The American Diabetes Association recommends that patients aim for a small but consistent weight loss of a half to one pound each week. The majority do best on a diet that supplies at least 1,000 to 1,200 calories a day for women and 1,200 to 1,600 a day for men.
A pound of fat contains approximately 3,500 calories, so reducing your daily intake by 500 calories would create a loss of one pound a week. To determine your daily calorie requirement for weight maintenance or weight loss, based on age, gender and activity level, go to MyCalorieCounter and enter your data.
Regular physical activity is an integral part of healthy weight management. Most people are able to lose weight, but few manage to sustain the loss over time. Studies show that people who are physically active and engaging in moderate intensity exercise on a daily basis are far more successful in controlling their weight.
Exercise aids in weight control in the following ways:
1. Increases calorie intake ability
Exercising increases the amount of food you can eat and still lose weight—or avoid gaining—so you’re better nourished and less liable to overeat.

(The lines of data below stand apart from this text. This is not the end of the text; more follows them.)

//! Error types for chart, interaction, and timeline operations.
//!
//! All variants are local, synchronous, and recoverable; none are fatal to
//! the process. Operations either apply fully or reject without mutating
//! state.

use thiserror::Error;

use fabula_core::identifier::{EntityId, IdentityError};

/// The main error type for Fabula operations.
#[derive(Debug, Clone, Copy, PartialEq, Eq, Error)]
pub enum FabulaError {
    /// An operation referenced an identifier with no live entity behind it.
    #[error("no entity with identifier {0}")]
    EntityNotFound(EntityId),

    /// A creation operation collided with an existing identifier.
    #[error("an entity with identifier {0} already exists")]
    DuplicateEntity(EntityId),

    /// An identifier was released that is not currently allocated.
    #[error(transparent)]
    InvalidIdentifier(#[from] IdentityError),

    /// An order-list handle does not name an existing list.
    #[error("unknown order list handle {0}")]
    InvalidHandle(usize),

    /// A reorder index fell outside the order list.
    #[error("index {index} out of range for order list of length {len}")]
    IndexOutOfRange { index: usize, len: usize },
}
//! Entity identifiers and the allocator that mints them.
//!
//! Every entity in a Fabula project (chapter, event, character,
//! association, association point) is referenced by an [`EntityId`] across
//! independent collections rather than owned directly. Identifiers are
//! unique among all currently-live entities regardless of entity kind, so
//! a single [`IdAllocator`] is shared by all entity managers.
//!
//! The value `-1` is reserved as the sentinel meaning "no entity"; it is
//! exposed as [`EntityId::NONE`] and is never handed out by the allocator.

use std::collections::HashSet;
use std::fmt;

use log::trace;
use serde::{Deserialize, Serialize};
use thiserror::Error;

/// Errors produced by [`IdAllocator`].
#[derive(Debug, Clone, Copy, PartialEq, Eq, Error)]
pub enum IdentityError {
    /// An identifier was released that is not currently allocated.
    #[error("identifier {0} is not currently allocated")]
    InvalidIdentifier(EntityId),
}

/// A 64-bit identifier referencing a single live entity.
///
/// Identifiers are plain values: copying one does not affect the entity's
/// lifetime. The sentinel [`EntityId::NONE`] stands for "no entity" and is
/// used for dangling references (for example an association point that is
/// not attached to any character).
///
/// # Examples
///
/// ```
/// use fabula_core::identifier::EntityId;
///
/// let id = EntityId::new(7);
/// assert!(id.is_some());
/// assert!(EntityId::NONE.is_none());
/// assert_eq!(id.raw(), 7);
/// ```
#[derive(
    Debug, Clone, Copy, PartialEq, Eq, Hash, PartialOrd, Ord, Serialize, Deserialize,
)]
#[serde(transparent)]
pub struct EntityId(i64);

impl EntityId {
    /// The sentinel identifier meaning "no entity".
    pub const NONE: EntityId = EntityId(-1);

    /// Creates an identifier from its raw value.
    pub fn new(raw: i64) -> Self {
        EntityId(raw)
    }

    /// Returns the raw 64-bit value.
    pub fn raw(self) -> i64 {
        self.0
    }

    /// Returns `true` if this is the sentinel identifier.
    pub fn is_none(self) -> bool {
        self == Self::NONE
    }

    /// Returns `true` if this identifier references an entity.
    pub fn is_some(self) -> bool {
        !self.is_none()
    }
}

impl Default for EntityId {
    fn default() -> Self {
        Self::NONE
    }
}

impl fmt::Display for EntityId {
    fn fmt(&self, f: &mut fmt::Formatter<'_>) -> fmt::Result {
        write!(f, "{}", self.0)
    }
}

impl From<i64> for EntityId {
    fn from(raw: i64) -> Self {
        EntityId(raw)
    }
}

/// Mints and reclaims process-unique entity identifiers.
///
/// `allocate` never returns a value that collides with a currently-live
/// identifier. Values increase monotonically except when a previously
/// released identifier is recycled; recycling only happens after an
/// explicit [`IdAllocator::release`]. Constructing a fresh allocator per
/// test gives fully deterministic identifier sequences.
///
/// # Examples
///
/// ```
/// use fabula_core::identifier::IdAllocator;
///
/// let mut alloc = IdAllocator::new();
/// let a = alloc.allocate();
/// let b = alloc.allocate();
/// assert_ne!(a, b);
///
/// alloc.release(a).unwrap();
/// let c = alloc.allocate(); // may recycle `a`
/// assert!(alloc.is_live(c));
/// ```
#[derive(Debug, Default)]
pub struct IdAllocator {
    next: i64,
    live: HashSet<EntityId>,
    free: Vec<EntityId>,
}

impl IdAllocator {
    /// Creates a new allocator with no live identifiers.
    pub fn new() -> Self {
        Self::default()
    }

    /// Mints a new identifier, unique among all live identifiers.
    ///
    /// Released identifiers are recycled before the monotonic counter is
    /// advanced; no ordering is guaranteed for recycled values.
    pub fn allocate(&mut self) -> EntityId {
        let id = match self.free.pop() {
            Some(recycled) => recycled,
            None => {
                let id = EntityId::new(self.next);
                self.next += 1;
                id
            }
        };
        self.live.insert(id);
        trace!(id:% = id; "Allocated identifier");
        id
    }

    /// Marks an identifier as free for reuse.
    ///
    /// # Errors
    ///
    /// Returns [`IdentityError::InvalidIdentifier`] if `id` is not
    /// currently allocated, including the sentinel [`EntityId::NONE`].
    pub fn release(&mut self, id: EntityId) -> Result<(), IdentityError> {
        if !self.live.remove(&id) {
            return Err(IdentityError::InvalidIdentifier(id));
        }
        self.free.push(id);
        trace!(id:% = id; "Released identifier");
        Ok(())
    }

    /// Returns `true` if `id` is currently allocated.
    pub fn is_live(&self, id: EntityId) -> bool {
        self.live.contains(&id)
    }

    /// Returns the number of currently-live identifiers.
    pub fn live_count(&self) -> usize {
        self.live.len()
    }
}


#[cfg(test)]
mod proptest_tests {
    use proptest::prelude::*;

    use super::*;

    /// Any interleaving of allocations and releases keeps live identifiers
    /// distinct from each other.
    fn check_live_ids_are_distinct(ops: Vec<bool>) -> Result<(), TestCaseError> {
        let mut alloc = IdAllocator::new();
        let mut held: Vec<EntityId> = Vec::new();

        for allocate in ops {
            if allocate || held.is_empty() {
                let id = alloc.allocate();
                prop_assert!(!held.contains(&id));
                held.push(id);
            } else {
                let id = held.remove(held.len() / 2);
                prop_assert!(alloc.release(id).is_ok());
            }
        }

        prop_assert_eq!(alloc.live_count(), held.len());
        for id in &held {
            prop_assert!(alloc.is_live(*id));
        }
        Ok(())
    }

    proptest! {
        #[test]
        fn live_ids_are_distinct(ops in proptest::collection::vec(any::<bool>(), 0..64)) {
            check_live_ids_are_distinct(ops)?;
        }
    }
}
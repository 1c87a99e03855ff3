//! Integration tests driving the public API the way a host application
//! would: record managers allocate identifiers, the chart and timeline
//! hold the state, and the controller consumes pointer events.

use fabula::chart::RelationshipChart;
use fabula::config::AppConfig;
use fabula::interaction::{GestureOutcome, InteractionController, PressTarget};
use fabula::timeline::OrderedIndex;
use fabula_core::geometry::Point;
use fabula_core::identifier::{EntityId, IdAllocator};

struct Session {
    alloc: IdAllocator,
    chart: RelationshipChart,
    timeline: OrderedIndex,
    controller: InteractionController,
}

fn session() -> Session {
    let config = AppConfig::default();
    Session {
        alloc: IdAllocator::new(),
        chart: RelationshipChart::new(config.chart().clone()),
        timeline: OrderedIndex::new(config.timeline().clone()),
        controller: InteractionController::new(),
    }
}

#[test]
fn test_chart_round_trip_through_snapshots() {
    let mut s = session();

    let hero = s.alloc.allocate();
    let rival = s.alloc.allocate();
    s.chart.add_node(hero, "Hero").unwrap();
    s.chart.add_node(rival, "Rival").unwrap();
    s.chart
        .set_node_position(rival, Point::new(400.0, 100.0))
        .unwrap();

    let assoc = s.alloc.allocate();
    let (start, end) = s
        .chart
        .add_association(&mut s.alloc, assoc, hero, rival, "rivals with")
        .unwrap();
    s.chart
        .set_endpoint_position(start, Point::new(120.0, 30.0))
        .unwrap();
    s.chart
        .set_endpoint_position(end, Point::new(400.0, 130.0))
        .unwrap();
    s.chart.center_label(assoc).unwrap();

    let node = s.chart.node_snapshot(rival).unwrap();
    assert_eq!(node.name, "Rival");
    assert_eq!(node.origin, Point::new(400.0, 100.0));

    let snapshot = s.chart.association_snapshot(assoc).unwrap();
    assert_eq!(snapshot.start_node, hero);
    assert_eq!(snapshot.end_node, rival);
    assert_eq!(snapshot.label, "rivals with");
    assert_eq!(snapshot.label_position, Point::new(260.0, 80.0));
}

#[test]
fn test_reattach_gesture_updates_persistable_state() {
    let mut s = session();

    let hero = s.alloc.allocate();
    let rival = s.alloc.allocate();
    let mentor = s.alloc.allocate();
    s.chart.add_node(hero, "Hero").unwrap();
    s.chart.add_node(rival, "Rival").unwrap();
    s.chart.add_node(mentor, "Mentor").unwrap();
    s.chart
        .set_node_position(rival, Point::new(400.0, 0.0))
        .unwrap();
    s.chart
        .set_node_position(mentor, Point::new(0.0, 400.0))
        .unwrap();

    let assoc = s.alloc.allocate();
    let (start, end) = s
        .chart
        .add_association(&mut s.alloc, assoc, hero, rival, "rivals with")
        .unwrap();
    s.chart
        .set_endpoint_position(start, Point::new(60.0, 60.0))
        .unwrap();
    s.chart
        .set_endpoint_position(end, Point::new(400.0, 30.0))
        .unwrap();

    // Drag the start endpoint from the hero onto the mentor.
    s.controller
        .press(
            &mut s.chart,
            Point::new(60.0, 60.0),
            PressTarget::Endpoint(start),
        )
        .unwrap();
    s.controller.hover_enter(mentor);
    s.controller
        .pointer_move(&mut s.chart, Point::new(60.0, 405.0))
        .unwrap();
    s.controller
        .release(&mut s.chart, Point::new(60.0, 405.0))
        .unwrap();

    assert_eq!(
        s.controller.last_outcome(),
        Some(GestureOutcome::EndpointAttached {
            endpoint: start,
            node: mentor,
        })
    );

    let snapshot = s.chart.association_snapshot(assoc).unwrap();
    assert_eq!(snapshot.start_node, mentor);
    assert_eq!(snapshot.end_node, rival);
    // Snapped to the mentor rectangle's top edge.
    assert_eq!(snapshot.start, Point::new(60.0, 400.0));
    // The label recentered on the new line.
    assert_eq!(snapshot.label_position, Point::new(230.0, 215.0));

    assert!(!s.chart.node(hero).unwrap().endpoints().any(|p| p == start));
    assert_eq!(s.chart.associations_of_node(mentor).unwrap(), vec![assoc]);
}

#[test]
fn test_abandoned_drag_leaves_no_trace() {
    let mut s = session();

    let hero = s.alloc.allocate();
    let rival = s.alloc.allocate();
    s.chart.add_node(hero, "Hero").unwrap();
    s.chart.add_node(rival, "Rival").unwrap();
    s.chart
        .set_node_position(rival, Point::new(400.0, 0.0))
        .unwrap();

    let assoc = s.alloc.allocate();
    let (start, _end) = s
        .chart
        .add_association(&mut s.alloc, assoc, hero, rival, "rivals with")
        .unwrap();
    s.chart
        .set_endpoint_position(start, Point::new(60.0, 60.0))
        .unwrap();
    let before = s.chart.association_snapshot(assoc).unwrap();

    s.controller
        .press(
            &mut s.chart,
            Point::new(60.0, 60.0),
            PressTarget::Endpoint(start),
        )
        .unwrap();
    s.controller
        .pointer_move(&mut s.chart, Point::new(700.0, 700.0))
        .unwrap();
    s.controller
        .release(&mut s.chart, Point::new(700.0, 700.0))
        .unwrap();

    assert_eq!(s.chart.association_snapshot(assoc).unwrap(), before);
}

#[test]
fn test_deferred_attach_from_context_action() {
    let mut s = session();

    let hero = s.alloc.allocate();
    let mentor = s.alloc.allocate();
    s.chart.add_node(hero, "Hero").unwrap();
    s.chart.add_node(mentor, "Mentor").unwrap();
    s.chart
        .set_node_position(mentor, Point::new(300.0, 300.0))
        .unwrap();

    // Association created with a dangling end from a menu action.
    let assoc = s.alloc.allocate();
    let (_start, end) = s
        .chart
        .add_association(&mut s.alloc, assoc, hero, EntityId::NONE, "trains under")
        .unwrap();

    s.controller
        .begin_pending_attach(&s.chart, assoc, true)
        .unwrap();
    s.controller
        .press(
            &mut s.chart,
            Point::new(310.0, 330.0),
            PressTarget::Node(mentor),
        )
        .unwrap();

    assert_eq!(s.chart.endpoint(end).unwrap().node(), mentor);
    assert_eq!(
        s.controller.last_outcome(),
        Some(GestureOutcome::EndpointAttached {
            endpoint: end,
            node: mentor,
        })
    );
}

#[test]
fn test_character_removal_cascades_to_chart() {
    let mut s = session();

    let hero = s.alloc.allocate();
    let rival = s.alloc.allocate();
    s.chart.add_node(hero, "Hero").unwrap();
    s.chart.add_node(rival, "Rival").unwrap();

    let assoc = s.alloc.allocate();
    let (start, end) = s
        .chart
        .add_association(&mut s.alloc, assoc, hero, rival, "rivals with")
        .unwrap();

    // The character record is deleted; its node leaves the chart.
    s.chart.remove_node(hero).unwrap();
    assert!(s.chart.endpoint(start).unwrap().is_dangling());
    assert_eq!(s.chart.endpoint(end).unwrap().node(), rival);

    // The association record is deleted too; its identifiers recycle.
    s.chart.remove_association(&mut s.alloc, assoc).unwrap();
    s.alloc.release(assoc).unwrap_err();
    assert!(s.chart.association(assoc).is_err());
}

#[test]
fn test_timeline_drag_survives_event_churn() {
    let mut s = session();
    let handle = s.timeline.default_list();

    let events: Vec<EntityId> = (0..4).map(|_| s.alloc.allocate()).collect();
    for event in &events {
        s.timeline.insert(*event);
    }
    s.timeline.layout(handle, |_| 80.0).unwrap();

    // The user drags the second event to a raw coordinate, then deletes
    // the third and adds a new one.
    s.timeline.move_to_absolute_x(events[1], 700.0);
    s.timeline.remove(events[2]);
    let late = s.alloc.allocate();
    s.timeline.insert(late);

    let layout = s.timeline.layout(handle, |_| 80.0).unwrap();
    assert_eq!(layout.position(events[0]), Some(20.0));
    assert_eq!(layout.position(events[1]), Some(700.0));
    assert_eq!(layout.position(events[2]), None);
    assert_eq!(layout.position(events[3]), Some(320.0));
    // The fresh event is placed after the accumulated width of the three
    // slots before it, regardless of where they were dragged.
    assert_eq!(layout.position(late), Some(320.0));
}

#[test]
fn test_alternate_ordering_shares_positions() {
    let mut s = session();
    let default = s.timeline.default_list();

    let a = s.alloc.allocate();
    let b = s.alloc.allocate();
    s.timeline.insert(a);
    s.timeline.insert(b);

    let filtered = s.timeline.add_order_list();
    let c = s.alloc.allocate();
    s.timeline.insert(c);

    s.timeline.layout(default, |_| 80.0).unwrap();
    let layout = s.timeline.layout(filtered, |_| 80.0).unwrap();

    // The filtered list only holds the event added after its creation,
    // and reuses the position cached by the default layout.
    assert_eq!(s.timeline.order(filtered).unwrap(), &[c]);
    assert_eq!(layout.position(c), Some(220.0));
}

#[test]
fn test_project_reload_clears_both_models() {
    let mut s = session();

    let hero = s.alloc.allocate();
    s.chart.add_node(hero, "Hero").unwrap();
    let assoc = s.alloc.allocate();
    s.chart
        .add_association(&mut s.alloc, assoc, hero, EntityId::NONE, "seeks")
        .unwrap();
    let event = s.alloc.allocate();
    s.timeline.insert(event);

    s.chart.clear(&mut s.alloc).unwrap();
    s.timeline.clear();

    assert_eq!(s.chart.node_count(), 0);
    assert_eq!(s.chart.association_count(), 0);
    assert!(s.timeline.order(s.timeline.default_list()).unwrap().is_empty());
}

2. Prevents muscles mass lost
When sedentary adults rapidly lose weight on very low, calorie crash diets they significantly lower metabolism which makes regain inevitable. Exercising prevents the loss of muscle mass which can comprise up to 30 percent of the pounds lost on crash diets. Unhappily, this can lead to a progressive loss of metabolically active (muscle) tissue via a downward spiral of yo-yo dieting where fatty tissue alone replaces both fat and muscle losses.
3. Moderates appetite
In addition to moderating appetite, exercising at least one hour a day has been demonstrated to reduce the rebound hunger that occurs after weight loss.
Daily Physical Activity
Exercise significantly improves the body cells’ ability to use insulin and take up glucose. Findings from the Nurses’ Health Study and Health Professionals Follow-up Study suggest that brisk walking for a half hour every day reduces the risk of developing diabetes by 30 percent. Research has also revealed that every two hours spent watching TV is associated with a 20 percent risk increase for diabetes as sitting in front of the television promotes overeating and weight gain.
One simple way to start moving more is by adopting the habit of walking for 30 minutes at least five days a week. Persons on blood sugar medications, particularly insulin, should consult their physician before embarking on a workout program. Blood sugar should be monitored before, during and after workouts as sugar levels can swing dramatically during and post-exercise.